Evimize çok yakın olan okulumuza Arzu ile elele tutuşarak giderken bütün mahallenin çocukları da bize eşlik ediyordu. Kardeşi Yeşim o yıl henüz okula başlamamıştı. Kar yağdığı zaman çantalarımızı kaydırarak okula gitmek ise en zevk aldığımız oyunlardan biriydi. Neredeyse kendimizden daha ağır olan çantamızı taşıma külfetinden kurtulmuş oluyor, hem de eğleniyorduk. İki adım başı kar topu savaşı yapmayı da ihmal etmiyorduk.
O zamanlar Yeşilyurt’ta paten kaymak çok moda idi. Babacığım Almanya’dan bize bir paten getirtmiş, bir de bisiklet almıştı. Üç kardeşin en küçüğü olduğumdan, ancak onların kullanmadıkları zamanları beklemek zorunda kalıyordum. Sonradan bir paten daha alınınca sorun çözülmüş oldu.

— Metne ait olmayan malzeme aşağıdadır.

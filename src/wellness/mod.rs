//! Wellness activities and journaling.

pub mod service;
pub mod types;

pub use service::WellnessService;
pub use types::*;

Yaz gecelerinin neredeyse hemen hemen tamamında konu komşu, çoluk çocuk, büyük bir neşe içinde Röne Park yolundan Reks sinemasına gider, alışıldığı üzere gazoz, çiğdem ve sandalye minderlerimizi alarak, yerimize oturup, filmin başlamasını beklerdik.
O zamanlar Yeşilyurt pek çok Türk filminin çekildiği bir film platosu idi. Seyrettiğimiz bazı filmlerin çekimlerine bile tanık olmuştuk. Film çekildiği haberini alıp, koşa koşa seyretmeye gittiğimiz Muammer Karaca’nın pek çok Türk filminde kullanılan evi bizim için komşu kapısıydı. Kış aylarında ise bütün mahalle toplanıp, Divan sinemasındaki gündüz seanslarına faytonla giderdik. Hülya Koçyiğit ve Tarık Akan’ın, “Love Story” filminin uyarlaması olan “Ceylan’ların Pınarı” filminden çıktıktan sonra ağlamaktan kıpkırmızı olmuş gözlerimi kimseye göstermemeye çalışırken, herkesin ağladığını farkettiğim andaki rahatlamamı unutamam…

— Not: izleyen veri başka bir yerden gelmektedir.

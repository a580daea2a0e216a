//! HTTP surface
//!
//! JSON handlers grouped by domain. Handlers resolve the caller with the
//! `AuthUser` extractor, build the domain service they need from the shared
//! pool and map `AppError` onto a status code.

pub mod accounts;
pub mod admin;
pub mod care;
pub mod chat;
pub mod community;
pub mod library;
pub mod site;
pub mod wellbeing;

use axum::{
    extract::State,
    http::StatusCode,
    response::{IntoResponse, Json},
    routing::get,
    Router,
};
use serde_json::json;
use tower::ServiceBuilder;
use tower_http::trace::TraceLayer;

use crate::state::AppState;

pub fn router(state: AppState) -> Router {
    Router::new()
        .route("/health", get(health_check))
        .merge(site::routes())
        .merge(accounts::routes())
        .merge(chat::routes())
        .merge(wellbeing::routes())
        .merge(community::routes())
        .merge(care::routes())
        .merge(library::routes())
        .nest("/admin", admin::routes())
        .fallback(not_found)
        .layer(ServiceBuilder::new().layer(TraceLayer::new_for_http()).into_inner())
        .with_state(state)
}

async fn health_check(State(state): State<AppState>) -> impl IntoResponse {
    let database = state.db.is_healthy().await;
    let status = if database {
        StatusCode::OK
    } else {
        StatusCode::SERVICE_UNAVAILABLE
    };
    (
        status,
        Json(json!({
            "status": if database { "healthy" } else { "degraded" },
            "service": "mental-health-platform",
            "database": database,
            "timestamp": chrono::Utc::now(),
        })),
    )
}

async fn not_found() -> impl IntoResponse {
    (StatusCode::NOT_FOUND, Json(json!({ "error": "Not found" })))
}
use chrono::NaiveDate;
use serde::{Deserialize, Serialize};
use sqlx::FromRow;

#[derive(Debug, Clone, Serialize)]
pub struct UserStats {
    pub total: i64,
    pub active_last_7_days: i64,
    pub new_last_7_days: i64,
}

#[derive(Debug, Clone, Serialize)]
pub struct CrisisStats {
    pub active: i64,
    pub last_7_days: i64,
}

#[derive(Debug, Clone, Serialize)]
pub struct EngagementStats {
    pub chat_sessions: i64,
    pub mood_entries: i64,
}

#[derive(Debug, Clone, Serialize)]
pub struct ModerationStats {
    pub pending_reports: i64,
    pub flagged_posts: i64,
}

#[derive(Debug, Clone, Serialize)]
pub struct AppointmentStats {
    pub upcoming_confirmed: i64,
}

#[derive(Debug, Clone, Serialize)]
pub struct StaffDashboard {
    pub users: UserStats,
    pub crisis: CrisisStats,
    pub engagement_today: EngagementStats,
    pub moderation: ModerationStats,
    pub appointments: AppointmentStats,
}

#[derive(Debug, Clone, Serialize, FromRow)]
pub struct DailyCount {
    pub date: NaiveDate,
    pub count: i64,
}

#[derive(Debug, Clone, Serialize, FromRow)]
pub struct DailyAverage {
    pub date: NaiveDate,
    pub average: f64,
}

#[derive(Debug, Clone, Copy, PartialEq, Eq)]
pub enum Widget {
    UserGrowth,
    CrisisSummary,
    MoodTrends,
    Engagement,
}

impl Widget {
    pub fn from_str(s: &str) -> Option<Self> {
        match s {
            "user_growth" | "user-growth" => Some(Widget::UserGrowth),
            "crisis_summary" | "crisis-summary" => Some(Widget::CrisisSummary),
            "mood_trends" | "mood-trends" => Some(Widget::MoodTrends),
            "engagement" => Some(Widget::Engagement),
            _ => None,
        }
    }
}

#[derive(Debug, Clone, Serialize)]
#[serde(tag = "widget", rename_all = "snake_case")]
pub enum WidgetData {
    UserGrowth {
        days: Vec<DailyCount>,
    },
    CrisisSummary {
        today: i64,
        this_week: i64,
        active: i64,
    },
    MoodTrends {
        days: Vec<DailyAverage>,
    },
    Engagement {
        chat_sessions: i64,
        mood_entries: i64,
        forum_posts: i64,
        active_users: i64,
    },
}

#[derive(Debug, Clone, Copy, PartialEq, Eq)]
pub enum UserAction {
    Verify,
    Suspend,
    Activate,
}

impl UserAction {
    pub fn as_str(&self) -> &'static str {
        match self {
            UserAction::Verify => "verify",
            UserAction::Suspend => "suspend",
            UserAction::Activate => "activate",
        }
    }

    pub fn from_str(s: &str) -> Option<Self> {
        match s {
            "verify" => Some(UserAction::Verify),
            "suspend" => Some(UserAction::Suspend),
            "activate" => Some(UserAction::Activate),
            _ => None,
        }
    }
}

#[derive(Debug, Clone, Default, Deserialize)]
pub struct UserActionInput {
    #[serde(default)]
    pub reason: String,
}

#[derive(Debug, Clone, Default, Deserialize)]
pub struct SnapshotRequest {
    pub date: Option<NaiveDate>,
}
//! User accounts
//!
//! Registration, login, profiles and emergency contacts.

pub mod service;
pub mod types;

pub use service::AccountService;
pub use types::*;
use std::sync::Arc;

use serde_json::json;
use sqlx::{SqliteConnection, SqlitePool};
use tracing::{info, warn};

use super::detector::CrisisDetector;
use super::types::*;
use crate::audit::AuditLogger;
use crate::config::AppConfig;
use crate::database::models::{CrisisAlert, CrisisResource};
use crate::database::{new_id, now};
use crate::error::AppError;
use crate::notifications::{NotificationService, NotificationType};

pub const DEFAULT_COUNTRY: &str = "USA";
const FALLBACK_RESOURCE_LIMIT: i64 = 10;

/// Creates and manages crisis alerts.
pub struct CrisisService {
    pool: SqlitePool,
    config: Arc<AppConfig>,
    detector: CrisisDetector,
}

impl CrisisService {
    pub fn new(pool: SqlitePool, config: Arc<AppConfig>) -> Self {
        Self {
            pool,
            config,
            detector: CrisisDetector::new(),
        }
    }

    pub fn detector(&self) -> &CrisisDetector {
        &self.detector
    }

    /// Scan `text` and raise an alert when it matches. Returns the match and
    /// the new alert id.
    pub async fn scan_and_raise(
        &self,
        user_id: &str,
        source: CrisisSource<'_>,
        text: &str,
    ) -> Result<Option<(CrisisMatch, String)>, AppError> {
        match self.detector.scan(text) {
            Some(found) => {
                let alert_id = self.raise(user_id, source, text, &found).await?;
                Ok(Some((found, alert_id)))
            }
            None => Ok(None),
        }
    }

    pub async fn raise(
        &self,
        user_id: &str,
        source: CrisisSource<'_>,
        text: &str,
        found: &CrisisMatch,
    ) -> Result<String, AppError> {
        let mut tx = self.pool.begin().await?;
        let id = self.raise_with(&mut tx, user_id, source, text, found).await?;
        tx.commit().await?;
        Ok(id)
    }

    /// Record the alert and the user's notification on `conn`, inside the
    /// caller's transaction.
    pub async fn raise_with(
        &self,
        conn: &mut SqliteConnection,
        user_id: &str,
        source: CrisisSource<'_>,
        text: &str,
        found: &CrisisMatch,
    ) -> Result<String, AppError> {
        let (chat_session_id, mood_entry_id) = match source {
            CrisisSource::Chat { session_id } => (Some(session_id), None),
            CrisisSource::MoodEntry { entry_id } => (None, Some(entry_id)),
            CrisisSource::Journal | CrisisSource::Forum => (None, None),
        };

        // delivery to the contact is out of band; only the flag is kept here
        let id = new_id();
        sqlx::query(
            r#"
            INSERT INTO crisis_alerts
            (id, user_id, chat_session_id, mood_entry_id, severity, status, crisis_type,
             triggering_content, ai_confidence_score, keywords_matched, emergency_contact_notified, detected_at)
            VALUES (?, ?, ?, ?, ?, ?, ?, ?, ?, ?,
                    ? AND EXISTS (SELECT 1 FROM emergency_contacts
                                  WHERE user_id = ? AND can_be_contacted_during_crisis = 1),
                    ?)
            "#,
        )
        .bind(&id)
        .bind(user_id)
        .bind(chat_session_id)
        .bind(mood_entry_id)
        .bind(found.severity.as_str())
        .bind(AlertStatus::Detected.as_str())
        .bind(found.crisis_type.as_str())
        .bind(text)
        .bind(found.confidence)
        .bind(serde_json::to_string(&found.keywords)?)
        .bind(self.config.crisis.notify_emergency_contacts)
        .bind(user_id)
        .bind(now())
        .execute(&mut *conn)
        .await?;

        warn!(
            "Crisis alert {} raised from {} (severity {}, type {})",
            id,
            source.label(),
            found.severity.as_str(),
            found.crisis_type.as_str()
        );

        NotificationService::notify_with(
            conn,
            user_id,
            NotificationType::Crisis,
            "You are not alone",
            "Support is available right now. Open the crisis support page for hotlines in your country.",
            Some("/crisis-support"),
        )
        .await?;

        Ok(id)
    }

    pub async fn get_alert(&self, alert_id: &str) -> Result<CrisisAlert, AppError> {
        sqlx::query_as::<_, CrisisAlert>("SELECT * FROM crisis_alerts WHERE id = ?")
            .bind(alert_id)
            .fetch_optional(&self.pool)
            .await?
            .ok_or_else(|| AppError::not_found("Crisis alert"))
    }

    /// Alerts for the staff queue, most severe and newest first.
    pub async fn list_alerts(&self, status: Option<AlertStatus>) -> Result<Vec<CrisisAlert>, AppError> {
        let order = r#"
            ORDER BY CASE severity WHEN 'critical' THEN 4 WHEN 'high' THEN 3 WHEN 'medium' THEN 2 ELSE 1 END DESC,
                     detected_at DESC
        "#;
        let sql = match status {
            Some(_) => format!("SELECT * FROM crisis_alerts WHERE status = ? {}", order),
            None => format!("SELECT * FROM crisis_alerts {}", order),
        };

        let mut query = sqlx::query_as::<_, CrisisAlert>(&sql);
        if let Some(status) = status {
            query = query.bind(status.as_str());
        }
        Ok(query.fetch_all(&self.pool).await?)
    }

    pub async fn alerts_for_user(&self, user_id: &str) -> Result<Vec<CrisisAlert>, AppError> {
        let alerts = sqlx::query_as::<_, CrisisAlert>(
            "SELECT * FROM crisis_alerts WHERE user_id = ? ORDER BY detected_at DESC",
        )
        .bind(user_id)
        .fetch_all(&self.pool)
        .await?;
        Ok(alerts)
    }

    /// Apply a responder action. Resolved alerts are closed to further changes.
    pub async fn apply_action(
        &self,
        alert_id: &str,
        responder_id: &str,
        action: AlertAction,
        update: AlertUpdate,
    ) -> Result<CrisisAlert, AppError> {
        let alert = self.get_alert(alert_id).await?;
        if alert.status == AlertStatus::Resolved.as_str() {
            return Err(AppError::validation("Alert is already resolved"));
        }

        let target = action.target_status();
        let at = now();
        let acknowledged_at = alert.acknowledged_at.unwrap_or(at);
        let resolved_at = (action == AlertAction::Resolve).then_some(at);
        let intervention = update
            .intervention_taken
            .map(|s| s.trim().to_string())
            .unwrap_or(alert.intervention_taken.clone());
        let services_contacted = update
            .emergency_services_contacted
            .unwrap_or(alert.emergency_services_contacted);

        sqlx::query(
            r#"
            UPDATE crisis_alerts SET
                status = ?, responder_id = ?, acknowledged_at = ?, resolved_at = COALESCE(?, resolved_at),
                intervention_taken = ?, emergency_services_contacted = ?
            WHERE id = ?
            "#,
        )
        .bind(target.as_str())
        .bind(responder_id)
        .bind(acknowledged_at)
        .bind(resolved_at)
        .bind(&intervention)
        .bind(services_contacted)
        .bind(alert_id)
        .execute(&self.pool)
        .await?;

        if let Some(session_id) = &alert.chat_session_id {
            if action == AlertAction::Resolve {
                sqlx::query("UPDATE chat_sessions SET crisis_handled = 1 WHERE id = ?")
                    .bind(session_id)
                    .execute(&self.pool)
                    .await?;
            }
        }

        AuditLogger::new(self.pool.clone())
            .record(
                Some(responder_id),
                &format!("crisis_alert.{}", target.as_str()),
                "CrisisAlert",
                alert_id,
                json!({ "from": alert.status, "to": target.as_str() }),
            )
            .await?;

        info!("Crisis alert {} moved {} -> {}", alert_id, alert.status, target.as_str());
        self.get_alert(alert_id).await
    }

    /// Active hotlines for a country, 24/7 lines first. Falls back to every
    /// active resource when the country has none.
    pub async fn resources_for_country(&self, country: Option<&str>) -> Result<Vec<CrisisResource>, AppError> {
        let country = country
            .map(str::trim)
            .filter(|c| !c.is_empty())
            .unwrap_or(DEFAULT_COUNTRY);

        let local = sqlx::query_as::<_, CrisisResource>(
            r#"
            SELECT * FROM crisis_resources
            WHERE is_active = 1 AND country = ? COLLATE NOCASE
            ORDER BY available_24_7 DESC, name ASC
            "#,
        )
        .bind(country)
        .fetch_all(&self.pool)
        .await?;
        if !local.is_empty() {
            return Ok(local);
        }

        let fallback = sqlx::query_as::<_, CrisisResource>(
            "SELECT * FROM crisis_resources WHERE is_active = 1 ORDER BY available_24_7 DESC, name ASC LIMIT ?",
        )
        .bind(FALLBACK_RESOURCE_LIMIT)
        .fetch_all(&self.pool)
        .await?;
        Ok(fallback)
    }
}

Hava Harp Okulu’nun sinemasından söz etmeden de geçemeyeceğim. Babam cuma akşamları dönemin en son filmlerini oynatan sinema için komşularımıza da kart çıkartınca, çoluk, çocuk toplanıp, yürüyerek gittiğimiz filmlerin de tadına doyum olmuyordu. Hala hatırladığım ve oldukça etkilendiğim filmlerden biri ise “Son Kar”.
Annelerimizin Yeşilyurt’taki kabul günleri de o zaman İzmir’de yapılan günlerden biraz farklıydı. Kabul gününün ev sahibi günler öncesinden hazırlıklara başlayıp, “Zekeriya Sofrası” ayarında bir sofra hazırlıyor, gün içinde gelen misafirler yiyip, içiyor, hatta akşam da evin erkeklerine ikramlıklardan gönderiliyordu. Bu arada sokakta oynayan biz çocuklar da ikram saatini kolluyor, tam ev sahibinin işinin azaldığı zamanda bir sürpriz yaparak güne dahil oluyorduk. Yorgunluktan perişan olmuş ev sahibi arka odada çocuklara ikramlık hazırlamaktan çok hoşlanmasa da “kabul günü ritüelinin” bir parçası olan bu bölümdeki görevini de sevgiyle yapıyordu.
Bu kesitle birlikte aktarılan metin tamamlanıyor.